了解在内存分配中使用 memcpy

Question

Looking at the source code for e2fsprogs and wanting to understand the use of internal memory routines. Allocating and freeing.

More to the point why use memcpy instead of direct handling?

Allocate

For example ext2fs_get_mem is:

/*
 *  Allocate memory.  The 'ptr' arg must point to a pointer.
 */
_INLINE_ errcode_t ext2fs_get_mem(unsigned long size, void *ptr)
{
    void *pp;

    pp = malloc(size);
    if (!pp)
        return EXT2_ET_NO_MEMORY;
    memcpy(ptr, &pp, sizeof (pp));
    return 0;
}

I guess the use of a local variable is as not to invalidate the passed ptr in case of malloc error.

1. Why memcpy instead of setting ptr to pp on success?

Free

The memory is copied to a local variable, then freed, then memcpy on the passed pointer to pointer. As the allocation uses memcpy I guess it has to do some juggling on free as well.

2. It can not free directly?
3. And what does the last memcpy do? Isn't sizeof(p) size of int here?

/*
 * Free memory.  The 'ptr' arg must point to a pointer.
 */
_INLINE_ errcode_t ext2fs_free_mem(void *ptr)
{
    void *p;

    memcpy(&p, ptr, sizeof(p));
    free(p);
    p = 0;
    memcpy(ptr, &p, sizeof(p));
    return 0;
}

---

Example of use:

ext2_file_t is defined as:

typedef struct ext2_file *ext2_file_t;

where ext2_file has , amongst other members, char *buf .

In dump.c : dump_file()

Here we have:

    ext2_file_t e2_file;
    retval = ext2fs_file_open(current_fs, ino, 0, &e2_file);

It calls ext2fs_file_open() which do:

    ext2_file_t     file;
    retval = ext2fs_get_mem(sizeof(struct ext2_file), &file);
    retval = ext2fs_get_array(3, fs->blocksize, &file->buf);

And the free routine is for example:

    if (file->buf)
        ext2fs_free_mem(&file->buf);
    ext2fs_free_mem(&file);

Answer 1

You cannot assign directly to the ptr parameter, as this is a local variable. memcpy ing to ptr actually writes to where the pointer points to. Compare the following usage code:

struct SomeData* data;
//ext2fs_get_mem(256, data); // wrong!!!
ext2fs_get_mem(256, &data);
//                  ^ (!)

You would achieve exactly the same with a double pointer indirection:

_INLINE_ errcode_t ext2fs_get_mem_demo(unsigned long size, void** ptr)
{
    *ptr = malloc(size);
    return *ptr ? 0 : EXT2_ET_NO_MEMORY;
}

but this variant requires the pointer being passed to to be of type void* , which is avoided by the original variant:

void* p;
ext2fs_get_mem_demo(256, &p);
struct SomeData* data = p;

Note: One additional variable and one additional line of code (or at very least one would need a cast)...

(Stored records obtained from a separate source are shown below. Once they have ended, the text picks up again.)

/// Parse `git status --porcelain=v2 --branch` output.
pub(crate) fn parse_porcelain(output: &str) -> GitData {
    let mut data = GitData::default();
    for line in output.lines() {
        if let Some(rest) = line.strip_prefix("# branch.head ") {
            data.branch = Some(rest.trim().to_string());
        } else if let Some(rest) = line.strip_prefix("# branch.ab ") {
            for field in rest.split_whitespace() {
                if let Some(n) = field.strip_prefix('+') {
                    data.ahead = n.parse().unwrap_or(0);
                } else if let Some(n) = field.strip_prefix('-') {
                    data.behind = n.parse().unwrap_or(0);
                }
            }
        } else if line.starts_with("1 ") || line.starts_with("2 ") {
            let mut fields = line.split_whitespace();
            fields.next();
            if let Some(xy) = fields.next() {
                let mut flags = xy.chars();
                if flags.next().is_some_and(|x| x != '.') {
                    data.staged += 1;
                }
                if flags.next().is_some_and(|y| y != '.') {
                    data.unstaged += 1;
                }
            }
        } else if line.starts_with("u ") {
            data.conflicted += 1;
        } else if line.starts_with("? ") {
            data.untracked += 1;
        }
    }
    data
}

pub struct TranscriptSource;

Note, too, that in the usage example ext_file_t should be a typedef to a pointer type to make this work correctly (or uintptr_t ) or at least have a pointer as its first member (address of struct and address of its first member are guaranteed to be the same in C).

Answer 2

/* The 'ptr' arg must point to a pointer. */

can be read as "The ptr can point to pointer to ANYTHING".

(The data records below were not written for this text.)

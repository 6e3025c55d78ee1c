//! Configuration validation logic.
//!
//! Runs after the hierarchy merge so it sees the effective configuration,
//! not any single file in isolation.

use crate::errors::ConfigError;
use crate::types::{GaugeConfig, VALID_SEGMENTS};

/// Validate a GaugeConfig, returning an error if any values are invalid.
///
/// # Validation Rules
///
/// - Segment names must come from the known segment set and the list, if
///   given, must not be empty
/// - `timeout_ms_cap`, if set, must be greater than zero
/// - Commands, if set, must not be blank
///
/// # Errors
///
/// Returns `ConfigError::InvalidConfiguration` describing the first violation.
pub fn validate_config(config: &GaugeConfig) -> Result<(), ConfigError> {
    if let Some(ref segments) = config.statusline.segments {
        if segments.is_empty() {
            return Err(ConfigError::InvalidConfiguration {
                message: "statusline.segments must not be empty — remove the key to use defaults"
                    .to_string(),
            });
        }
        for segment in segments {
            if !VALID_SEGMENTS.contains(&segment.as_str()) {
                return Err(ConfigError::InvalidConfiguration {
                    message: format!(
                        "Unknown segment '{}'. Valid segments: {}",
                        segment,
                        VALID_SEGMENTS.join(", ")
                    ),
                });
            }
        }
    }

    if config.fetch.timeout_ms_cap == Some(0) {
        return Err(ConfigError::InvalidConfiguration {
            message: "fetch.timeout_ms_cap must be greater than zero".to_string(),
        });
    }

    for (key, command) in [
        ("fetch.ccusage_command", &config.fetch.ccusage_command),
        ("fetch.usage_command", &config.fetch.usage_command),
    ] {
        if let Some(command) = command
            && command.trim().is_empty()
        {
            return Err(ConfigError::InvalidConfiguration {
                message: format!("{key} must not be blank"),
            });
        }
    }

    Ok(())
}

It is a very simple malloc-wrapper in a library; to be useful it has to work for any type. So void * is the argument.

With a real type the function looks like this, with direct pointer assignment:

int g(unsigned long size, int **ptr)
{
    void *pp;

    pp = malloc(size);
    if (!pp)
        return 1;
    *ptr = pp;
    return 0;
}

The same *ptr = pp gives a invalid-void error with void *ptr as argument decalration. Somehow disappointing, but then again it is called void * , not any * .

With void **ptr there is a type warning like:

expected 'void **' but argument is of type 'int **'

So memcpy to the rescue. It looks like even without optimization, the call is replaced by a quadword MOV.